Flash storage drives need to erase data blocks in order to overwrite them with new data. Conventional SSDs provision extra capacity to help with the write-erase operation and store unused and unerased blocks that the system cleans up periodically through a process called garbage collection. SSDs also use a significant amount of expensive DRAM for the flash translation layer to map logical blocks to the physical drive.
Zoned Storage enables the host operating system to control the sequential data writes into independent zones on the SSD so the drive doesn't need to use as much DRAM, overprovision capacity and overcome performance hiccups for garbage collection. The Linux kernel recently added support for Zoned Storage, but application support remains a work in progress.
"It seems like there's a lot of excitement in the software community," Objective Analysis' Handy said. "If they can write programs that perform better by using Zoned Namespace drives, and if that translates into dollars and cents for servers and for data centers, then I could picture that being a big advantage for them."
Western Digital claims its dual-port Ultrastar DC ZN540 ZNS SSD can improve performance by 4x and QoS by 2.5x over conventional SSDs. The ZN540 is currently sampling to select customers with capacity options of up to 8 TB.
Wong said ZNS could be especially useful in enabling quad-level-cell (QLC) SSDs that suffer from poor random performance. Western Digital's ZN540 now uses triple-level cell (TLC) flash but QLC is on the roadmap, according to Eric Pike, Western Digital's senior director of cloud enterprise flash marketing.

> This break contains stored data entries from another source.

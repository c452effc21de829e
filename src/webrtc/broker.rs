//! Media session broker
//!
//! Accepts negotiation requests, owns the live-session table, and
//! removes each session once it reaches a terminal state. Sessions
//! never touch the table themselves; a per-session monitor task
//! observes the state machine and performs removal-by-id after the
//! session has fully released its resources.

use std::collections::HashMap;
use std::sync::atomic::{AtomicBool, Ordering};
use std::sync::Arc;

use tokio::sync::RwLock;

use crate::error::{AppError, Result};
use crate::events::{EventBus, SystemEvent};

use super::config::BrokerConfig;
use super::relay::MediaRelay;
use super::session::MediaSession;
use super::signaling::{SdpAnswer, SdpOffer, SessionDescriptor};

/// Broker for concurrent remote-viewer sessions.
pub struct SessionBroker {
    config: BrokerConfig,
    relay: Arc<MediaRelay>,
    events: Arc<EventBus>,
    sessions: Arc<RwLock<HashMap<String, Arc<MediaSession>>>>,
    shutting_down: AtomicBool,
}

impl SessionBroker {
    pub fn new(config: BrokerConfig, events: Arc<EventBus>) -> Self {
        let relay = Arc::new(MediaRelay::new(config.video_codec, events.clone()));
        Self {
            config,
            relay,
            events,
            sessions: Arc::new(RwLock::new(HashMap::new())),
            shutting_down: AtomicBool::new(false),
        }
    }

    /// Handle one offer: create a session, attach local media, answer.
    pub async fn negotiate(&self, offer: SdpOffer) -> Result<SdpAnswer> {
        if self.shutting_down.load(Ordering::SeqCst) {
            return Err(AppError::Negotiation("broker is shutting down".to_string()));
        }
        {
            let sessions = self.sessions.read().await;
            if sessions.len() >= self.config.max_sessions {
                return Err(AppError::Negotiation(format!(
                    "maximum sessions ({}) reached",
                    self.config.max_sessions
                )));
            }
        }

        let (session, answer) = MediaSession::negotiate(
            &self.config,
            self.relay.clone(),
            self.events.clone(),
            offer,
        )
        .await?;

        let session_id = session.session_id().to_string();
        self.sessions
            .write()
            .await
            .insert(session_id.clone(), session.clone());

        // A shutdown that raced this negotiation closes the session
        // instead of leaving it dangling
        if self.shutting_down.load(Ordering::SeqCst) {
            self.sessions.write().await.remove(&session_id);
            session.close().await;
            return Err(AppError::Negotiation("broker is shutting down".to_string()));
        }

        self.events.publish(SystemEvent::SessionCreated {
            session_id: session_id.clone(),
        });
        tracing::info!("Session created: {}", session_id);

        self.spawn_monitor(session);

        Ok(answer)
    }

    /// Watch one session; on a terminal state release it and remove it
    /// from the live set. Removal happens only after the session has
    /// fully transitioned, so no reader observes a half-removed session.
    fn spawn_monitor(&self, session: Arc<MediaSession>) {
        let sessions = self.sessions.clone();
        let events = self.events.clone();

        tokio::spawn(async move {
            let mut state_rx = session.state_watch();
            loop {
                let state = *state_rx.borrow_and_update();
                if state.is_terminal() {
                    session.release().await;
                    let removed = sessions
                        .write()
                        .await
                        .remove(session.session_id())
                        .is_some();
                    if removed {
                        events.publish(SystemEvent::SessionRemoved {
                            session_id: session.session_id().to_string(),
                        });
                        tracing::info!("Session removed: {} ({})", session.session_id(), state);
                    }
                    break;
                }
                if state_rx.changed().await.is_err() {
                    break;
                }
            }
        });
    }

    /// Close every live session and clear the table. Safe to call while
    /// negotiations are in flight; sessions mid-negotiation are closed
    /// rather than left dangling.
    pub async fn shutdown(&self) {
        self.shutting_down.store(true, Ordering::SeqCst);
        let drained: Vec<Arc<MediaSession>> = {
            let mut sessions = self.sessions.write().await;
            sessions.drain().map(|(_, session)| session).collect()
        };

        if drained.is_empty() {
            return;
        }
        tracing::info!("Shutting down {} live session(s)", drained.len());
        futures::future::join_all(drained.iter().map(|session| session.close())).await;
    }

    /// Shared relay (for wiring additional publishers)
    pub fn relay(&self) -> Arc<MediaRelay> {
        self.relay.clone()
    }

    pub async fn session_count(&self) -> usize {
        self.sessions.read().await.len()
    }

    pub async fn get(&self, session_id: &str) -> Option<Arc<MediaSession>> {
        self.sessions.read().await.get(session_id).cloned()
    }

    /// Descriptors of all live sessions
    pub async fn list_sessions(&self) -> Vec<SessionDescriptor> {
        let sessions = self.sessions.read().await;
        sessions.values().map(|s| s.descriptor()).collect()
    }
}

#[cfg(test)]
mod tests {
    use super::*;

    use std::time::Duration;

    use webrtc::api::interceptor_registry::register_default_interceptors;
    use webrtc::api::media_engine::MediaEngine;
    use webrtc::api::APIBuilder;
    use webrtc::interceptor::registry::Registry;
    use webrtc::peer_connection::configuration::RTCConfiguration;
    use webrtc::peer_connection::RTCPeerConnection;
    use webrtc::rtp_transceiver::rtp_codec::RTPCodecType;

    fn broker() -> SessionBroker {
        SessionBroker::new(
            BrokerConfig {
                max_sessions: 64,
                ..BrokerConfig::default()
            },
            Arc::new(EventBus::new()),
        )
    }

    /// Build a viewer-side peer and its offer, the way a browser would:
    /// audio and video transceivers plus a data channel.
    async fn viewer_offer() -> (Arc<RTCPeerConnection>, SdpOffer) {
        let mut media_engine = MediaEngine::default();
        media_engine.register_default_codecs().unwrap();
        let mut registry = Registry::new();
        registry = register_default_interceptors(registry, &mut media_engine).unwrap();
        let api = APIBuilder::new()
            .with_media_engine(media_engine)
            .with_interceptor_registry(registry)
            .build();

        let pc = Arc::new(
            api.new_peer_connection(RTCConfiguration::default())
                .await
                .unwrap(),
        );
        pc.add_transceiver_from_kind(RTPCodecType::Audio, None)
            .await
            .unwrap();
        pc.add_transceiver_from_kind(RTPCodecType::Video, None)
            .await
            .unwrap();
        let _dc = pc.create_data_channel("control", None).await.unwrap();

        let offer = pc.create_offer(None).await.unwrap();
        pc.set_local_description(offer.clone()).await.unwrap();

        (pc, SdpOffer::new(offer.sdp))
    }

    #[tokio::test]
    async fn test_malformed_offer_creates_no_session() {
        let broker = broker();

        let err = broker
            .negotiate(SdpOffer::new("this is not sdp"))
            .await
            .unwrap_err();
        assert!(matches!(err, AppError::Negotiation(_)));
        assert_eq!(broker.session_count().await, 0);
    }

    #[tokio::test]
    async fn test_answer_carries_local_audio_capability() {
        let broker = broker();
        let (_pc, offer) = viewer_offer().await;

        let answer = broker.negotiate(offer).await.unwrap();
        assert!(!answer.session_id.is_empty());
        // The attached local audio source shows up as opus in the answer
        assert!(answer.sdp.to_lowercase().contains("opus"));
        assert_eq!(broker.session_count().await, 1);

        let session = broker.get(&answer.session_id).await.unwrap();
        assert_eq!(
            session.state(),
            super::super::signaling::SessionState::Negotiating
        );

        broker.shutdown().await;
    }

    #[tokio::test]
    async fn test_terminal_session_leaves_live_set() {
        let broker = broker();
        let (_pc, offer) = viewer_offer().await;

        let answer = broker.negotiate(offer).await.unwrap();
        let session = broker.get(&answer.session_id).await.unwrap();

        session.close().await;

        // The monitor removes the session shortly after the terminal
        // transition
        let mut removed = false;
        for _ in 0..50 {
            if broker.session_count().await == 0 {
                removed = true;
                break;
            }
            tokio::time::sleep(Duration::from_millis(20)).await;
        }
        assert!(removed, "terminal session was not removed");
        assert!(broker.get(&answer.session_id).await.is_none());
    }

    #[tokio::test]
    async fn test_shutdown_empties_live_set() {
        let broker = broker();

        for _ in 0..3 {
            let (_pc, offer) = viewer_offer().await;
            broker.negotiate(offer).await.unwrap();
        }
        assert_eq!(broker.session_count().await, 3);

        broker.shutdown().await;
        assert_eq!(broker.session_count().await, 0);

        // Safe to call again
        broker.shutdown().await;
        assert_eq!(broker.session_count().await, 0);
    }

    #[tokio::test]
    async fn test_session_limit() {
        let broker = SessionBroker::new(
            BrokerConfig {
                max_sessions: 1,
                ..BrokerConfig::default()
            },
            Arc::new(EventBus::new()),
        );

        let (_pc1, offer1) = viewer_offer().await;
        broker.negotiate(offer1).await.unwrap();

        let (_pc2, offer2) = viewer_offer().await;
        let err = broker.negotiate(offer2).await.unwrap_err();
        assert!(matches!(err, AppError::Negotiation(_)));

        broker.shutdown().await;
    }

    #[tokio::test(flavor = "multi_thread", worker_threads = 4)]
    async fn test_concurrent_negotiations_get_distinct_sessions() {
        let broker = Arc::new(broker());

        let mut handles = Vec::new();
        for _ in 0..50 {
            let broker = broker.clone();
            handles.push(tokio::spawn(async move {
                let (_pc, offer) = viewer_offer().await;
                broker.negotiate(offer).await.unwrap().session_id
            }));
        }

        let mut ids = std::collections::HashSet::new();
        for handle in handles {
            ids.insert(handle.await.unwrap());
        }

        assert_eq!(ids.len(), 50);
        assert_eq!(broker.session_count().await, 50);

        broker.shutdown().await;
        assert_eq!(broker.session_count().await, 0);
    }
}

Also, this week, Western Digital announced an NVMe-based IX SN530 SSD designed for automotive and industrial applications that have extreme temperature, performance, endurance and reliability requirements. The IX SN530 is sampling in compact M.2 2230 and M.2 2280 form factors at capacity points from 85 GB to 2 TB.
New computational storage drives
NGD Systems became the first computational storage drive vendor to release an NVMe-based EDSFF E1.S SSD. Scott Shadley, the company's vice president of marketing, said the cased, plug-and-play E1.S form factor is easier to use in systems than a screwed-down, uncased M.2 SSD that's challenging to replace.
"The E1.S and the entire EDSFF family of drives are sorely needed for the data center and edge platforms with enterprise environments," Shadley said.
Shadley said NGD's Newport Platform E1.S SSD uses TLC NAND and an upcoming version will support denser QLC in the first quarter of next year. Customers that use the 12 TB E1.S SSD could pack 432 TB into a 1U server from AIC, which supports three dozen 9.5 mm symmetrical drives. Shadley said NGD could also support 15 mm and 25 mm E1.S SSDs if customers require them. The company also sells M.2 and U.2 computational storage drives.
Like all computational storage drives, the new Samsung SmartSSD enables users to offload workloads from overtaxed server CPUs and do high-speed computation on the storage device at low latency. Xilinx supplies the SmartSSD's field programmable gate arrays (FPGAs) and provides storage services such as compression and encryption.
The SmartSSD platform and Xilinx's Vitis tool and libraries can also enable developers to program hardware-accelerated custom applications. Examples include Bigstream's Apache Spark accelerator, CTAccel's video file transcoding, Lewis Rhodes Labs' storage search offering for data lakes, and Eideticom's compression-enabled computational storage drive.
TrendFocus' Jeanette sees computational storage drives as a niche market. He said the drives will be useful for some companies, but the added cost to put the processors on the drives will keep them at lower volume than cheaper storage alternatives.